Tim Deegan wrote:
The code you cut out is start-of-day code that builds the p2m map of a
domain from the m2p entries of its allocated pages. It was needed
originally because the domain builder tools would set up the guest's
memory and m2p mapping and _then_ enable shadow-translate mode. It may
not be necessary now that HVM domains are put in shadow mode at creation
AFAICS, either the domain should have no memory assigned yet (in which
case it does nothing), or the domain's pages should have m2p entries
that are valid, explicitly invalid, or set to the "debug pattern" of all
5s. I'll look at a more sensible failure mode then -ENOMEM, though.
OK, I've been debugging the hell out of this one. And I don't see where
the m2p mapping is updated for the guest yet! I put in prints to show
me where the m2p is updated for the guest and this seems to have shown
me that the m2p mapping doesn't know about the new guest at this point.
I used my internal log tracer (ring buffer) to map output, and this is
what it showed me.
Note: I'm using RHEL5 HV for this, but it goes the same for Xen.

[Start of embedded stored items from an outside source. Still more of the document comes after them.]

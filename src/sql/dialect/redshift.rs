//! Amazon Redshift.
//!
//! Postgres-derived; `GROUP BY ROLLUP` is available on current clusters.

use super::SqlDialect;

#[derive(Debug, Clone, Copy)]
pub struct Redshift;

impl SqlDialect for Redshift {
    fn name(&self) -> &'static str {
        "redshift"
    }
}
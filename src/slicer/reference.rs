//! Prior-period references (`wow`, `mom`, `qoq`, `yoy`, with `_d` / `_p`).
//!
//! A reference key names a calendar shift and, optionally, how the current
//! and prior values are combined:
//!
//! | Key | Shift | Derived value |
//! |-----|-------|---------------|
//! | `wow` | 1 week | prior |
//! | `mom` | 4 weeks | prior |
//! | `qoq` | 1 quarter | prior |
//! | `yoy` | 52 weeks | prior |
//! | `*_d` | | `current - prior` |
//! | `*_p` | | `(current - prior) / prior`, `NULL` when prior is 0 |

use super::error::{SlicerError, SlicerResult};
use crate::sql::dialect::{Dialect, SqlDialect};
use crate::sql::expr::{lit_float, lit_int, nullif, Expr, ExprExt};
use crate::sql::types::TimeUnit;

/// The calendar shift of a reference.
#[derive(Debug, Clone, Copy, PartialEq, Eq)]
pub enum ReferenceBase {
    WeekOverWeek,
    /// Shifts by 4 weeks, not a calendar month.
    MonthOverMonth,
    QuarterOverQuarter,
    YearOverYear,
}

impl ReferenceBase {
    pub fn from_key(key: &str) -> Option<Self> {
        match key {
            "wow" => Some(ReferenceBase::WeekOverWeek),
            "mom" => Some(ReferenceBase::MonthOverMonth),
            "qoq" => Some(ReferenceBase::QuarterOverQuarter),
            "yoy" => Some(ReferenceBase::YearOverYear),
            _ => None,
        }
    }

    /// Length of one period.
    pub fn interval(&self) -> (i64, TimeUnit) {
        match self {
            ReferenceBase::WeekOverWeek => (1, TimeUnit::Week),
            ReferenceBase::MonthOverMonth => (4, TimeUnit::Week),
            ReferenceBase::QuarterOverQuarter => (1, TimeUnit::Quarter),
            ReferenceBase::YearOverYear => (52, TimeUnit::Week),
        }
    }
}

/// How current and prior values are combined.
#[derive(Debug, Clone, Copy, PartialEq, Eq)]
pub enum Modifier {
    /// The prior value itself.
    Value,
    /// `current - prior`
    Delta,
    /// `(current - prior) / prior`
    DeltaPercent,
}

impl Modifier {
    pub fn from_suffix(suffix: Option<&str>) -> Option<Self> {
        match suffix {
            None => Some(Modifier::Value),
            Some("d") => Some(Modifier::Delta),
            Some("p") => Some(Modifier::DeltaPercent),
            Some(_) => None,
        }
    }
}

/// A resolved reference key.
#[derive(Debug, Clone, PartialEq, Eq)]
pub struct Reference {
    pub key: String,
    pub base: ReferenceBase,
    pub modifier: Modifier,
}

/// Parse a reference key such as `wow`, `yoy_d` or `mom_p`.
pub fn resolve(key: &str) -> SlicerResult<Reference> {
    let unknown = || SlicerError::UnknownReference { key: key.into() };

    let (prefix, suffix) = match key.split_once('_') {
        Some((prefix, suffix)) => (prefix, Some(suffix)),
        None => (key, None),
    };
    let base = ReferenceBase::from_key(prefix).ok_or_else(unknown)?;
    let modifier = Modifier::from_suffix(suffix).ok_or_else(unknown)?;

    Ok(Reference {
        key: key.into(),
        base,
        modifier,
    })
}

impl Reference {
    /// Join condition: the joined row is exactly one period before the current one.
    pub fn criterion(&self, current: Expr, joined: Expr, dialect: Dialect) -> Expr {
        let (amount, unit) = self.base.interval();
        joined.eq(dialect.shift_date(current, -amount, unit))
    }

    /// Move an expression one period forward, so a filter written for the
    /// current period selects the prior period's rows.
    pub fn shift_forward(&self, expr: Expr, dialect: Dialect) -> Expr {
        let (amount, unit) = self.base.interval();
        dialect.shift_date(expr, amount, unit)
    }

    /// Derived value for a metric.
    pub fn field(&self, current: Expr, joined: Expr) -> Expr {
        match self.modifier {
            Modifier::Value => joined,
            Modifier::Delta => current.sub(joined),
            Modifier::DeltaPercent => current
                .sub(joined.clone())
                .mul(lit_float(1.0))
                .div(nullif(joined, lit_int(0))),
        }
    }

    /// Output key of a column derived from `key` by this reference.
    pub fn output_key(&self, key: &str) -> String {
        format!("{}_{}", key, self.key)
    }
}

(XEN) [ 98.395925] cpu:0 share_xen_page_with_guest:264 guest 1 mapping
pages page=f6811280 mfn=2928 from:ff106fa2
(XEN) [ 98.395927] cpu:0 share_xen_page_with_guest:264 guest 1 mapping
pages page=f6811298 mfn=2929 from:ff106fa2
(XEN) [ 98.395928] cpu:0 share_xen_page_with_guest:264 guest 1 mapping
pages page=f68112b0 mfn=2930 from:ff106fa2
(XEN) [ 98.395929] cpu:0 share_xen_page_with_guest:264 guest 1 mapping
pages page=f68112c8 mfn=2931 from:ff106fa2
(XEN) [ 98.395936] cpu:0 share_xen_page_with_guest:264 guest 1 mapping
pages page=f68112f8 mfn=2933 from:ff11db10
The above is not filtered (meaning that I didn't put in any limit to the
amount of prints it will make, or snip it from this email) so the above
is the only calls to share_xen_page_with_guest (that updates m2p
mapping) before .
These show me that this was called by grant_table_create (0xff106fa2),
and arch_domain_create (0xff11db10).
(XEN) [ 99.008441] cpu:1 set_sh_allocation:1201 alloc_domheap_pages
(1) pages=768
(XEN) [ 99.008444] cpu:1 set_sh_allocation:1205 arch total_pages=0
The above shows that we are going to call alloc_domheap_pages next (768
pages to allocate) from set_sh_allocation, and the total_pages currently
set by the domain is zero.
This only allocates the pages for the domain (puts it on its
d->page_list), but it does not modify the m2p mapping here. Perhaps we
should have this invalidate the m2p mapping for the page?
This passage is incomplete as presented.